The Coral Rooms

Written by Keith Jardim for Trinidad Guardian on

The Coral Rooms' protagonist, wealthy Percival Veer, PR man at the Federal Bank of Charouga, is unsettled. He keeps having a dream of caves, caves of limestone interlaced with streams of the purest water in which he played as a boy. The more he dreams, the more appalled Percy becomes at how he attained his prosperous position at the Federal Bank, and how his colleagues got their positions. He develops an obsessive urge to explore the dark network of passages beneath the sunlit landscape of Charouga - an island similar to Kellman’s Barbados.

Percy’s wife, Materia (whom Kellman uses to represent the influence of unchecked Christianity and capitalism), is both victim and perpetuator of these forces. She is typical of the many young women in the region today whose ambitions are thwarted by the limitations of a male-dominated society. Her upper-class status is immediately threatened when Percy finally announces he must leave his job to explore the caves, really an examination of his consciousness, his conscience, and the history of the Caribbean:

'Percy was disappointed when he reached Springlands and saw that there was not even an echo of old civilisation here. Unlike Greenhead, Springlands was developed, the highway wide and widening. On one side, of the road there was a livestock station and, opposite that, an open meadow on which scores of black-belly sheep were grazing. They oozed and mingled into each other like moving sand. Springlands, like so many other places in the island, had suffered the fate of historical amnesia. These Crown lands had been levelled and valuable pre-Columbian artifacts destroyed when the British had come in the seventeenth century and created a plantation economy based on the exploitation of African slave labour. The current Black ruling class of independent Charouga, anxious to prove themselves by thoughtless erection of concrete monsters, had done the rest.'

Percy’s experience in the caves is intense, and his encounter with Cane-Arrow - a man who has returned to an Amerindian way of existence near the caves - changes him irrevocably, almost incredibly. Percy’s visions into Charouga’s (the Caribbean’s) history around the time of European arrival and his complete realisation of what he has done and not done so far with his life, cause him to embrace Cane-Arrow’s way of life. Soon, he is hirsute, unrecognisable and welcomes the announcement of his death in Charouga’s daily newspaper as a kind of salvation.

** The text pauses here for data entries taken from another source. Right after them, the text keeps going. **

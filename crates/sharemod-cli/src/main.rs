use clap::Parser;
use sharemod_core::config::{Command, ConfigEnv, SharedModulesConfig};
use sharemod_core::plugin::{BundlerPlugin, SharedModulesPlugin};
use std::path::{Path, PathBuf};
use tracing::{debug, info};
use tracing_subscriber::EnvFilter;

/// sharemod - share bundled libraries between independent front-end builds
#[derive(Parser, Debug)]
#[command(name = "sharemod")]
#[command(author, version, about, long_about = None)]
struct Cli {
    /// Path to the sharemod configuration file
    #[arg(short, long, value_name = "FILE", default_value = "sharemod.yaml")]
    project: PathBuf,

    /// Bundler command to evaluate the configuration under (serve, build)
    #[arg(long, value_name = "COMMAND", default_value = "build")]
    command: String,

    /// Initialize a new sharemod configuration file
    #[arg(long)]
    init: bool,

    /// Print the contributed bundler configuration as JSON
    #[arg(long)]
    print_config: bool,

    /// Resolve a module id to its virtual identifier
    #[arg(long, value_name = "ID")]
    resolve: Option<String>,

    /// Write each generated shim to a .cjs file in the given directory
    #[arg(long, value_name = "DIR")]
    emit_shims: Option<PathBuf>,

    /// List the shared modules and their virtual identifiers
    #[arg(long)]
    list: bool,
}

fn main() -> anyhow::Result<()> {
    // Set RUST_LOG=debug for detailed logs, RUST_LOG=info for normal output
    tracing_subscriber::fmt()
        .with_env_filter(EnvFilter::from_default_env().add_directive(tracing::Level::INFO.into()))
        .init();

    let cli = Cli::parse();

    if cli.init {
        init_project()?;
        return Ok(());
    }

    let config = SharedModulesConfig::from_file(&cli.project)?;
    debug!(path = %cli.project.display(), role = ?config.role, "loaded configuration");

    let env = ConfigEnv::new(parse_command(&cli.command)?);
    let mut plugin = SharedModulesPlugin::new(config.into());
    let patch = plugin.config(&env);

    if cli.print_config {
        println!("{}", serde_json::to_string_pretty(&patch)?);
    }

    if let Some(ref id) = cli.resolve {
        match plugin.resolve_id(id, None) {
            Some(virtual_id) => println!("{id} -> {virtual_id}"),
            None => println!("{id} -> pass-through"),
        }
    }

    if let Some(ref dir) = cli.emit_shims {
        emit_shims(&plugin, dir)?;
    }

    let no_action = !cli.print_config && cli.resolve.is_none() && cli.emit_shims.is_none();
    if cli.list || no_action {
        list_modules(&plugin);
    }

    Ok(())
}

/// Initialize a starter configuration file in the current directory
fn init_project() -> anyhow::Result<()> {
    let config = r#"# sharemod configuration file
#
# Exactly one application in a deployment must use role: provider.

role: provider

# Shared module map: module id -> runtime global variable name
modules:
  react: React
  react-dom/client: ReactDOM
"#;

    std::fs::write("sharemod.yaml", config)?;
    println!("Created sharemod.yaml");
    println!("Run 'sharemod --print-config' to inspect the bundler contribution.");

    Ok(())
}

/// Parse the bundler command string
fn parse_command(command: &str) -> anyhow::Result<Command> {
    match command {
        "serve" => Ok(Command::Serve),
        "build" => Ok(Command::Build),
        other => anyhow::bail!("Invalid command '{other}'. Valid commands: serve, build"),
    }
}

fn list_modules(plugin: &SharedModulesPlugin) {
    if plugin.is_disabled() {
        println!("plugin is disabled for this pass; all hooks pass through");
        return;
    }
    for spec in plugin.registry().specs() {
        println!("{} ({}) -> {}", spec.module_id, spec.global_name, spec.virtual_id());
    }
}

/// Write each shim source to `<dir>/<module id>.cjs`, with path
/// separators in the module id flattened out
fn emit_shims(plugin: &SharedModulesPlugin, dir: &Path) -> anyhow::Result<()> {
    std::fs::create_dir_all(dir)?;
    for spec in plugin.registry().specs() {
        let file_name = format!("{}.cjs", spec.module_id.replace('/', "_"));
        let path = dir.join(file_name);
        std::fs::write(&path, &spec.shim_source)?;
        info!(module = %spec.module_id, path = %path.display(), "wrote shim");
        println!("Wrote {}", path.display());
    }
    Ok(())
}
pub mod config;
pub mod error;
pub mod plugin;
pub mod registry;
pub mod shim;

pub use config::{Command, ConfigEnv, DisabledFn, Role, SharedModulesConfig, SharedModulesOptions};
pub use error::ConfigError;
pub use plugin::{BundlerPlugin, ConfigPatch, PluginOrder, SharedModulesPlugin};
pub use registry::{
    virtual_id, ModuleRegistry, SharedModuleSpec, VIRTUAL_PREFIX, VIRTUAL_SUFFIX,
};
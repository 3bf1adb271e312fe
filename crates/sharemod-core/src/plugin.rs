use crate::config::{Command, ConfigEnv, DisabledFn, Role, SharedModulesOptions};
use crate::registry::{self, ModuleRegistry};
use serde::{Deserialize, Serialize};
use tracing::{debug, info, warn};

/// Where the host bundler should slot a plugin in its pipeline
#[derive(Debug, Clone, Copy, PartialEq, Eq, Serialize, Deserialize)]
pub enum PluginOrder {
    #[serde(rename = "pre")]
    Pre,
    #[serde(rename = "normal")]
    Normal,
    #[serde(rename = "post")]
    Post,
}

/// Partial bundler configuration contributed by a plugin.
///
/// The host merges this with every other plugin's contribution; this
/// crate only produces its own piece. Serializable so a host (or the
/// CLI) can print or merge it as JSON.
#[derive(Debug, Clone, Default, PartialEq, Eq, Serialize, Deserialize)]
#[serde(rename_all = "camelCase")]
pub struct ConfigPatch {
    /// Module ids the bundler must not physically resolve or include;
    /// they are satisfied at runtime through the global namespace.
    #[serde(default, skip_serializing_if = "Vec::is_empty")]
    pub external: Vec<String>,
}

impl ConfigPatch {
    pub fn is_empty(&self) -> bool {
        self.external.is_empty()
    }
}

/// Hook surface a host bundler drives. All hooks default to
/// pass-through; hosts call them synchronously and sequentially within
/// one build pass.
pub trait BundlerPlugin {
    fn name(&self) -> &str;

    fn order(&self) -> PluginOrder {
        PluginOrder::Normal
    }

    /// Invoked once per configuration pass, before any resolution
    fn config(&mut self, _env: &ConfigEnv) -> ConfigPatch {
        ConfigPatch::default()
    }

    /// Offered every module id the bundler is asked to resolve.
    /// `Some(id)` claims the request and rewrites it; `None` defers to
    /// the host's normal resolution.
    fn resolve_id(&self, _id: &str, _importer: Option<&str>) -> Option<String> {
        None
    }

    /// Asked for the content of ids a plugin claimed during resolution
    fn load(&self, _id: &str) -> Option<String> {
        None
    }
}

/// Externalize modules so they are shared between multiple builds.
///
/// The provider build bundles the real library and publishes it on the
/// runtime global namespace; consumer builds externalize it and read the
/// global back through a synthesized shim served under a virtual
/// identifier. Provider scripts must execute before any consumer script
/// at runtime; script load order is the deploying application's
/// responsibility.
pub struct SharedModulesPlugin {
    role: Role,
    registry: ModuleRegistry,
    disabled_fn: Option<DisabledFn>,
    disabled: bool,
}

impl SharedModulesPlugin {
    pub fn new(options: SharedModulesOptions) -> Self {
        let registry = ModuleRegistry::new(options.role, &options.modules);
        Self {
            role: options.role,
            registry,
            disabled_fn: options.disabled,
            disabled: false,
        }
    }

    pub fn role(&self) -> Role {
        self.role
    }

    /// Activation state computed by the last configuration pass
    pub fn is_disabled(&self) -> bool {
        self.disabled
    }

    pub fn registry(&self) -> &ModuleRegistry {
        &self.registry
    }

    /// Role-specific configuration contribution, ignoring activation.
    /// The provider bundles everything normally and contributes nothing;
    /// consumers externalize every shared module id.
    pub fn role_config(&self) -> ConfigPatch {
        match self.role {
            Role::Provider => ConfigPatch::default(),
            Role::Consumer => ConfigPatch {
                external: self.registry.module_ids().map(String::from).collect(),
            },
        }
    }
}

impl BundlerPlugin for SharedModulesPlugin {
    fn name(&self) -> &str {
        "shared-modules"
    }

    fn order(&self) -> PluginOrder {
        // Must intercept shared ids before the host's filesystem resolution
        PluginOrder::Pre
    }

    fn config(&mut self, env: &ConfigEnv) -> ConfigPatch {
        // Recomputed on every pass (e.g. a dev-server restart), never cached
        let missing_provider = self.role == Role::Consumer && env.command == Command::Serve;
        let user_disabled = self.disabled_fn.as_ref().is_some_and(|f| f(env));
        self.disabled = missing_provider || user_disabled;

        info!(
            role = ?self.role,
            command = ?env.command,
            shared_modules = self.registry.len(),
            disabled = self.disabled,
            "shared-modules configuration pass"
        );
        if missing_provider {
            warn!("consumer running under a dev server has no provider; plugin is inert");
        }

        if self.disabled {
            ConfigPatch::default()
        } else {
            self.role_config()
        }
    }

    fn resolve_id(&self, id: &str, importer: Option<&str>) -> Option<String> {
        if self.disabled {
            return None;
        }
        // A virtual shim's own internal require of the real module must
        // resolve normally, not be re-intercepted as shared.
        if importer.is_some_and(registry::is_virtual_id) {
            return None;
        }
        if !self.registry.contains(id) {
            return None;
        }
        let resolved = registry::virtual_id(id);
        debug!(module = %id, virtual_id = %resolved, "intercepted shared module");
        Some(resolved)
    }

    fn load(&self, id: &str) -> Option<String> {
        if self.disabled || !registry::is_virtual_id(id) {
            return None;
        }
        let spec = self.registry.spec_for_virtual_id(id)?;
        debug!(virtual_id = %id, global = %spec.global_name, "serving shim source");
        Some(spec.shim_source.clone())
    }
}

But Materia is waiting for him; and, in what’s an unusual twist in the story, perhaps an unconvincing one, she is re-presented as someone who Percy loves, or is trying to love. Which seems a bit unnatural when we recall their relationship of convenience shown earlier in the novel.
The Coral Rooms, however, is more than an examination of one man’s guilt about wealth and marriage wrongfully made. In detailing the landscape of Charouga, Kellman’s talent stirs us to contemplate, by the sheer power of its abundant, beautiful and provoking descriptions, the link we once all had to the land. Our history, even our guidance, he could be saying, is written on the landscape, in the environment. Consider this paragraph:

'He saw a leaf falling from a mahogany tree, a brown leaf, brown like his skin, propellering down in slow motion. Then several leaves flurried down like a battalion of wood doves. Most landed on the dry part of the sand, only one or two going over the waterline to be swept out in the back-wash.'

Anthony Kellman’s love of language (he’s also a poet), and his skill to evoke the Caribbean environment through all the senses, combine to make his first novel a distinctive work. The prose is delightful, soothing and thought-provoking. There is a certain mood of mystery in this work that prompts you to make comparisons with John Fowles's The Magus. It prompts you to wonder about how the story will end: with tantalising foreboding Kellman keeps you guessing. But one is made to wonder about much more: brave subjects in these irrationally religious times like the meaning of life, and where mankind went wrong in history.

For the most part The Coral Rooms is an ambitious, successful look at what we have made of ourselves in the Caribbean through base economics and its religious connections. It is to Kellman’s great credit that the questions raised in relation to Percy Veer and Charouga strike us with equal force as questions about man in the world.